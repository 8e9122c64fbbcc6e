//! Logging setup
//!
//! The library itself only emits through the `log` facade; binaries and
//! tests pick the backend. This installs `env_logger`.

/// Initialize logging with a default level
///
/// `RUST_LOG` still takes precedence when it is set. Safe to call more than
/// once; only the first call installs the logger.
pub fn init_with_level(level: log::LevelFilter) {
    let _ = env_logger::Builder::new()
        .filter_level(level)
        .parse_default_env()
        .try_init();
}
//! Primitive collision shapes and overlap algorithms
//!
//! Provides the two concrete collider variants, circles and axis-aligned
//! rectangles, with closed-region overlap tests against points and each other.

use serde::{Deserialize, Serialize};

use super::collider::Collider;
use super::error::GeometryError;
use crate::foundation::math::{utils, Vec2};

/// Width and height of an axis-aligned rectangle
#[derive(Debug, Clone, Copy, PartialEq, Default, Serialize, Deserialize)]
pub struct Size {
    /// Extent along the x axis
    pub width: f32,
    /// Extent along the y axis
    pub height: f32,
}

impl Size {
    /// Creates a new size; validation happens when a rectangle is built from it
    pub const fn new(width: f32, height: f32) -> Self {
        Self { width, height }
    }

    /// Size as a vector, for adding to a corner position
    pub fn to_vec(self) -> Vec2 {
        Vec2::new(self.width, self.height)
    }
}

/// A disc collider
///
/// A radius of zero is allowed and behaves as a single point.
#[derive(Debug, Clone, Copy, PartialEq, Serialize, Deserialize)]
#[serde(try_from = "CircleColliderData", into = "CircleColliderData")]
pub struct CircleCollider {
    position: Vec2,
    radius: f32,
}

impl CircleCollider {
    /// Creates a circle centered at `position`
    ///
    /// Fails with [`GeometryError::NegativeRadius`] for a radius below zero and
    /// [`GeometryError::NonFinite`] for NaN or infinite inputs.
    pub fn new(radius: f32, position: Vec2) -> Result<Self, GeometryError> {
        if !radius.is_finite() {
            log::debug!("Rejected circle with non-finite radius {}", radius);
            return Err(GeometryError::NonFinite("radius"));
        }
        if !utils::is_finite(position) {
            log::debug!("Rejected circle with non-finite center {:?}", position);
            return Err(GeometryError::NonFinite("position"));
        }
        if radius < 0.0 {
            log::debug!("Rejected circle with negative radius {}", radius);
            return Err(GeometryError::NegativeRadius(radius));
        }

        Ok(Self { position, radius })
    }

    /// Center of the circle
    pub const fn position(&self) -> Vec2 {
        self.position
    }

    /// Radius of the circle
    pub const fn radius(&self) -> f32 {
        self.radius
    }
}

impl Collider for CircleCollider {
    fn collide_point(&self, point: Vec2) -> bool {
        (point - self.position).norm() <= self.radius
    }

    fn collide_circle(&self, other: &CircleCollider) -> bool {
        (other.position - self.position).norm() <= self.radius + other.radius
    }

    fn collide_rectangle(&self, other: &RectangleCollider) -> bool {
        circle_rectangle_overlap(self, other)
    }
}

/// An axis-aligned rectangle collider
///
/// `position` is the minimum corner (top-left in y-down screen space); the
/// rectangle spans `[x, x + width] x [y, y + height]`.
#[derive(Debug, Clone, Copy, PartialEq, Serialize, Deserialize)]
#[serde(try_from = "RectangleColliderData", into = "RectangleColliderData")]
pub struct RectangleCollider {
    position: Vec2,
    size: Size,
}

impl RectangleCollider {
    /// Creates a rectangle with its minimum corner at `position`
    ///
    /// Fails with [`GeometryError::NegativeSize`] if either dimension is below
    /// zero and [`GeometryError::NonFinite`] for NaN or infinite inputs, or
    /// when the far corner `position + size` overflows.
    pub fn new(position: Vec2, size: Size) -> Result<Self, GeometryError> {
        if !utils::is_finite(position) {
            log::debug!("Rejected rectangle with non-finite corner {:?}", position);
            return Err(GeometryError::NonFinite("position"));
        }
        if !utils::is_finite(size.to_vec()) {
            log::debug!("Rejected rectangle with non-finite size {:?}", size);
            return Err(GeometryError::NonFinite("size"));
        }
        if size.width < 0.0 || size.height < 0.0 {
            log::debug!("Rejected rectangle with negative size {:?}", size);
            return Err(GeometryError::NegativeSize {
                width: size.width,
                height: size.height,
            });
        }
        if !utils::is_finite(position + size.to_vec()) {
            log::debug!("Rejected rectangle whose far corner overflows: {:?} + {:?}", position, size);
            return Err(GeometryError::NonFinite("size"));
        }

        Ok(Self { position, size })
    }

    /// Builds a rectangle spanning two opposite corners given in any order
    pub fn from_corners(a: Vec2, b: Vec2) -> Result<Self, GeometryError> {
        let min = a.inf(&b);
        let max = a.sup(&b);
        Self::new(min, Size::new(max.x - min.x, max.y - min.y))
    }

    /// Minimum corner
    pub const fn position(&self) -> Vec2 {
        self.position
    }

    /// Width and height
    pub const fn size(&self) -> Size {
        self.size
    }

    /// Minimum corner, same as [`position`](Self::position)
    pub const fn min(&self) -> Vec2 {
        self.position
    }

    /// Maximum corner
    pub fn max(&self) -> Vec2 {
        self.position + self.size.to_vec()
    }

    /// Center of the rectangle
    pub fn center(&self) -> Vec2 {
        self.position + self.size.to_vec() * 0.5
    }

    /// Closest point of the closed rectangle to `point`
    ///
    /// Returns `point` unchanged when it is already inside.
    pub fn closest_point(&self, point: Vec2) -> Vec2 {
        utils::clamp_to_box(point, self.min(), self.max())
    }
}

impl Collider for RectangleCollider {
    fn collide_point(&self, point: Vec2) -> bool {
        let min = self.min();
        let max = self.max();
        min.x <= point.x && point.x <= max.x && min.y <= point.y && point.y <= max.y
    }

    fn collide_circle(&self, other: &CircleCollider) -> bool {
        circle_rectangle_overlap(other, self)
    }

    fn collide_rectangle(&self, other: &RectangleCollider) -> bool {
        let (a_min, a_max) = (self.min(), self.max());
        let (b_min, b_max) = (other.min(), other.max());

        // Separated only if strictly apart on some axis; touching edges overlap
        let separated = a_max.x < b_min.x
            || a_min.x > b_max.x
            || a_max.y < b_min.y
            || a_min.y > b_max.y;
        !separated
    }
}

/// Circle versus rectangle, shared by both directions of the query
///
/// Both `CircleCollider::collide_rectangle` and
/// `RectangleCollider::collide_circle` route through here so the two always
/// agree bit for bit.
fn circle_rectangle_overlap(circle: &CircleCollider, rect: &RectangleCollider) -> bool {
    let closest = rect.closest_point(circle.position);
    (closest - circle.position).norm() <= circle.radius
}

#[derive(Serialize, Deserialize)]
struct CircleColliderData {
    radius: f32,
    position: Vec2,
}

impl TryFrom<CircleColliderData> for CircleCollider {
    type Error = GeometryError;

    fn try_from(data: CircleColliderData) -> Result<Self, Self::Error> {
        Self::new(data.radius, data.position)
    }
}

impl From<CircleCollider> for CircleColliderData {
    fn from(circle: CircleCollider) -> Self {
        Self {
            radius: circle.radius,
            position: circle.position,
        }
    }
}

#[derive(Serialize, Deserialize)]
struct RectangleColliderData {
    position: Vec2,
    size: Size,
}

impl TryFrom<RectangleColliderData> for RectangleCollider {
    type Error = GeometryError;

    fn try_from(data: RectangleColliderData) -> Result<Self, Self::Error> {
        Self::new(data.position, data.size)
    }
}

impl From<RectangleCollider> for RectangleColliderData {
    fn from(rect: RectangleCollider) -> Self {
        Self {
            position: rect.position,
            size: rect.size,
        }
    }
}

● ● ●

Scan the records above for the string "RectangleColliderData", and copy every line where it turns up.

▶ **Answer**
#[serde(try_from = "RectangleColliderData", into = "RectangleColliderData")]
struct RectangleColliderData {
impl TryFrom<RectangleColliderData> for RectangleCollider {
    fn try_from(data: RectangleColliderData) -> Result<Self, Self::Error> {
impl From<RectangleCollider> for RectangleColliderData {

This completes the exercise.